Regulating Social Media


The new rules should not be used to keep out dissent

The central government has announced a three-tier regulatory mechanism for social media which might trigger a debate on what exactly constitutes content that should be taken down. The rules have come in the wake of the Centre’s conflict with Twitter on taking down certain handles. According to the rules, social media platforms are required to become “more responsible and more accountable” for the content they carry. There is also a list of subjects that is going to be deemed offensive. It is a list that may need a keen debate.  The new rules require the social media and OTT platforms to take down contentious content quickly, appoint grievance redressal officers and assist investigations. The rules are designed to curb misuse of social media platforms, and would henceforth require WhatsApp, Facebook, Twitter and other social media firms as well as streaming services such as Netflix, YouTube and Amazon Prime Video to appoint executives to coordinate with law enforcement, disclose the first originator of the mischievous information and remove, within 24 hours, content depicting nudity or morphed pictures of women.

The government has defended the regulatory guidelines on the ground that they were “soft-touch regulations” which were aimed at creating a level playing field for print, TV media, social media and films and entertainment shows on television channels. The social media companies and OTT platforms will have to identify the first originator of messages which are deemed mischievous by the government. What is more, they will have to pull down “unlawful content” on their platforms within 36 hours of it being flagged by appropriate agencies, be it the government or courts. Streaming services like Netflix and Google’s YouTube are expected to classify content in categories according to age.
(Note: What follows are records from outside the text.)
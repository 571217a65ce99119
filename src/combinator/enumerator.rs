//! Deferred enumerator handles.

use std::borrow::Borrow;
use std::fmt;

use super::Combinators;
use crate::element::{Element, describe};
use crate::source::Enumerable;

/// The combinator a deferred [`Enumerator`] was created for.
#[derive(Debug, Clone, Copy, PartialEq, Eq, Hash)]
pub enum Method {
    /// `my_each`
    Each,
    /// `my_each_with_index`
    EachWithIndex,
    /// `my_select`
    Select,
    /// `my_map`
    Map,
}

impl Method {
    /// Returns the combinator name.
    #[must_use]
    pub const fn name(self) -> &'static str {
        match self {
            Self::Each => "my_each",
            Self::EachWithIndex => "my_each_with_index",
            Self::Select => "my_select",
            Self::Map => "my_map",
        }
    }
}

impl fmt::Display for Method {
    fn fmt(&self, formatter: &mut fmt::Formatter<'_>) -> fmt::Result {
        formatter.write_str(self.name())
    }
}

/// A restartable cursor over a source, returned when a combinator is
/// called without a block.
///
/// The handle can be driven step by step as an [`Iterator`], or executed
/// with a block through [`my_each`](Self::my_each),
/// [`my_each_with_index`](Self::my_each_with_index), [`my_select`](Self::my_select)
/// and [`my_map`](Self::my_map). Execution always
/// re-traverses the source from its first element and leaves the cursor
/// where it was.
///
/// # Examples
///
/// ```rust
/// use enumerables::{Combinators, Method};
///
/// let numbers = vec![1, 2, 3];
/// let mut enumerator = numbers.my_each_enumerator();
///
/// assert_eq!(enumerator.method(), Method::Each);
/// assert_eq!(enumerator.to_string(), "#<Enumerator: [1, 2, 3]:my_each>");
///
/// assert_eq!(enumerator.next(), Some(&1));
/// assert_eq!(enumerator.peek(), Some(&2));
/// assert_eq!(enumerator.position(), 1);
///
/// assert_eq!(enumerator.my_map(|value| value * 2), vec![2, 4, 6]);
/// assert_eq!(enumerator.position(), 1);
///
/// enumerator.rewind();
/// assert_eq!(enumerator.collect::<Vec<_>>(), vec![&1, &2, &3]);
/// ```
pub struct Enumerator<'a, S>
where
    S: Enumerable + ?Sized + 'a,
{
    source: &'a S,
    method: Method,
    cursor: S::Cursor<'a>,
    position: usize,
}

impl<'a, S> Enumerator<'a, S>
where
    S: Enumerable + ?Sized + 'a,
{
    /// Creates a handle positioned before the first element of `source`.
    #[must_use]
    pub fn new(source: &'a S, method: Method) -> Self {
        Self {
            source,
            method,
            cursor: source.cursor(),
            position: 0,
        }
    }

    /// The source this handle enumerates.
    #[must_use]
    pub const fn source(&self) -> &'a S {
        self.source
    }

    /// The combinator this handle was created for.
    #[must_use]
    pub const fn method(&self) -> Method {
        self.method
    }

    /// Number of elements consumed through the cursor.
    #[must_use]
    pub const fn position(&self) -> usize {
        self.position
    }

    /// Returns `true` when the cursor has another element.
    #[must_use]
    pub fn has_next(&self) -> bool {
        self.peek().is_some()
    }

    /// Returns the next element without consuming it.
    #[must_use]
    pub fn peek(&self) -> Option<S::Yield<'a>> {
        self.cursor.clone().next()
    }

    /// Moves the cursor back before the first element.
    pub fn rewind(&mut self) -> &mut Self {
        self.cursor = self.source.cursor();
        self.position = 0;
        self
    }

    /// Number of elements in the source, independent of the cursor.
    #[must_use]
    pub fn size(&self) -> usize {
        self.source.cursor().count()
    }

    /// Runs `block` for every element of the source and returns the source.
    pub fn my_each<F>(&self, block: F) -> &'a S
    where
        F: FnMut(&S::Item),
    {
        self.source.my_each(block)
    }

    /// Runs `block` with every element and its index and returns the source.
    pub fn my_each_with_index<F>(&self, block: F) -> &'a S
    where
        F: FnMut(&S::Item, usize),
    {
        self.source.my_each_with_index(block)
    }

    /// Collects the elements for which `block` returns `true`.
    pub fn my_select<F>(&self, mut block: F) -> S::Selection
    where
        F: FnMut(&S::Item) -> bool,
        S::Item: Clone,
    {
        self.source
            .cursor()
            .filter_map(|yielded| {
                let element = Borrow::<S::Item>::borrow(&yielded);
                block(element).then(|| element.clone())
            })
            .collect()
    }

    /// Collects the results of `block` for every element.
    pub fn my_map<U, F>(&self, block: F) -> Vec<U>
    where
        F: FnMut(&S::Item) -> U,
    {
        self.source.my_map(block)
    }
}

impl<'a, S> Iterator for Enumerator<'a, S>
where
    S: Enumerable + ?Sized + 'a,
{
    type Item = S::Yield<'a>;

    fn next(&mut self) -> Option<Self::Item> {
        let yielded = self.cursor.next()?;
        self.position += 1;
        Some(yielded)
    }

    fn size_hint(&self) -> (usize, Option<usize>) {
        self.cursor.size_hint()
    }
}

impl<'a, S> Clone for Enumerator<'a, S>
where
    S: Enumerable + ?Sized + 'a,
{
    fn clone(&self) -> Self {
        Self {
            source: self.source,
            method: self.method,
            cursor: self.cursor.clone(),
            position: self.position,
        }
    }
}

impl<'a, S> fmt::Debug for Enumerator<'a, S>
where
    S: Enumerable + ?Sized + 'a,
{
    fn fmt(&self, formatter: &mut fmt::Formatter<'_>) -> fmt::Result {
        formatter
            .debug_struct("Enumerator")
            .field("method", &self.method)
            .field("position", &self.position)
            .finish_non_exhaustive()
    }
}

impl<'a, S> fmt::Display for Enumerator<'a, S>
where
    S: Enumerable + Element + ?Sized + 'a,
{
    fn fmt(&self, formatter: &mut fmt::Formatter<'_>) -> fmt::Result {
        write!(
            formatter,
            "#<Enumerator: {}:{}>",
            describe(self.source),
            self.method
        )
    }
}

#[cfg(test)]
mod tests {
    use super::*;
    use crate::ordered_hash;
    use crate::source::OrderedHash;
    use rstest::rstest;
    use static_assertions::assert_impl_all;

    assert_impl_all!(Enumerator<'static, Vec<i32>>: Clone, Iterator, fmt::Debug, fmt::Display);
    assert_impl_all!(Enumerator<'static, [u8]>: Clone, Iterator);
    assert_impl_all!(Method: Copy, Send, Sync);

    #[rstest]
    #[case(Method::Each, "my_each")]
    #[case(Method::EachWithIndex, "my_each_with_index")]
    #[case(Method::Select, "my_select")]
    #[case(Method::Map, "my_map")]
    fn test_method_names(#[case] method: Method, #[case] expected: &str) {
        assert_eq!(method.to_string(), expected);
    }

    #[rstest]
    fn test_cursor_operations() {
        let range = 1_i32..=3;
        let mut enumerator = Enumerator::new(&range, Method::Each);

        assert_eq!(enumerator.size(), 3);
        assert!(enumerator.has_next());
        assert_eq!(enumerator.peek(), Some(1));
        assert_eq!(enumerator.position(), 0);

        assert_eq!(enumerator.next(), Some(1));
        assert_eq!(enumerator.next(), Some(2));
        assert_eq!(enumerator.position(), 2);
        assert_eq!(enumerator.next(), Some(3));
        assert!(!enumerator.has_next());
        assert_eq!(enumerator.next(), None);
        assert_eq!(enumerator.position(), 3);

        enumerator.rewind();
        assert_eq!(enumerator.position(), 0);
        assert_eq!(enumerator.peek(), Some(1));
    }

    #[rstest]
    fn test_execution_restarts_from_source() {
        let numbers = vec![1, 2, 3, 4];
        let mut enumerator = Enumerator::new(&numbers, Method::Select);
        enumerator.next();
        enumerator.next();

        let first = enumerator.my_select(|value| value % 2 == 0);
        let second = enumerator.my_select(|value| value % 2 == 0);
        assert_eq!(first, vec![2, 4]);
        assert_eq!(first, second);
        assert_eq!(enumerator.position(), 2);
    }

    #[rstest]
    fn test_each_returns_source_and_repeats_side_effects() {
        let words = vec!["ant", "bear"];
        let enumerator = Enumerator::new(&words, Method::Each);

        let mut seen = Vec::new();
        let returned = enumerator.my_each(|word| seen.push(*word));
        assert!(std::ptr::eq(returned, &words));
        enumerator.my_each(|word| seen.push(*word));
        assert_eq!(seen, vec!["ant", "bear", "ant", "bear"]);
    }

    #[rstest]
    fn test_each_with_index_and_map() {
        let codes: OrderedHash<&str, i32> = ordered_hash! { "kenya" => 254, "uganda" => 256 };
        let enumerator = Enumerator::new(&codes, Method::EachWithIndex);

        let mut indexed = Vec::new();
        enumerator.my_each_with_index(|(country, _), index| indexed.push((index, *country)));
        assert_eq!(indexed, vec![(0, "kenya"), (1, "uganda")]);
        assert_eq!(enumerator.my_map(|(_, code)| code + 1), vec![255, 257]);
    }

    #[rstest]
    fn test_display_shows_source_and_method() {
        let range = 0_i32..=10;
        assert_eq!(
            Enumerator::new(&range, Method::Map).to_string(),
            "#<Enumerator: 0..=10:my_map>"
        );

        let codes: OrderedHash<&str, i32> = ordered_hash! { "kenya" => 254 };
        assert_eq!(
            Enumerator::new(&codes, Method::Select).to_string(),
            "#<Enumerator: {kenya => 254}:my_select>"
        );
    }

    #[rstest]
    fn test_clone_keeps_cursor_position() {
        let numbers = [10, 20, 30];
        let mut enumerator = Enumerator::new(&numbers, Method::Each);
        enumerator.next();

        let mut copy = enumerator.clone();
        assert_eq!(copy.position(), 1);
        assert_eq!(copy.next(), Some(&20));
        assert_eq!(enumerator.peek(), Some(&20));
        assert_eq!(
            format!("{enumerator:?}"),
            "Enumerator { method: Each, position: 1, .. }"
        );
    }
}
The rules have come in the wake of the fierce debate going on in the country to draw the boundaries between free speech and objectionable publications. The new rules will require  digital news media organisations also to follow its directions to remove any content, which is found to be objectionable from the point of view of law and order, country’s sovereignty, integrity, or friendly relations with neighbouring countries as per the provisions made under Section 69A of the IT Act. The definition of “objectionable” is bound to be disputed.  The Centre decided to formulate rules after it came under severe attack on social media platforms for its handling of farmers’ protests. A number of cases have been filed against activists for uploading content on social media platforms, which the government felt was seditious in nature. Though the government tried to contain the spread of messages on social media, it could not enforce its writ in absence of appropriate laws to deal with the alleged violations. Several cases went to the court. In one case, that of a young climate activist Disha Ravi, the court came out heavily against the Delhi police for arresting her without any evidence of her association with any Khalistani organisations or her role in inciting violence on January 26 on the day of farmers’ tractor rally. The Disha Ravi case brought to the fore the debate between the importance of dissent in a democracy.

It has to be seen how the new regulatory mechanism will affect the right to free speech and dissent. According to the Internet Freedom Foundation (IFF), the proposed regulation was “unconstitutional” as the oversight mechanism was being created without any legislative backing. Their plea is that the purview of the IT Act 2000 does not extend to news media, and so the guidelines do not have the legislative backing to regulate news media. The legal experts believe tracing originators could be susceptible to falsification and also to breaking encryption. The enforcement of the new rules would have to be without bias. There are social media handles and posts in favour of the present regime that too should be regulated for offensive and malicious and provocative content. It remains to be seen how the authorities handle the situation and make sure it was not used to silence critics. The Centre would have to do a tightrope walk as it should not turn into a witch hunt to muzzle freedom of speech.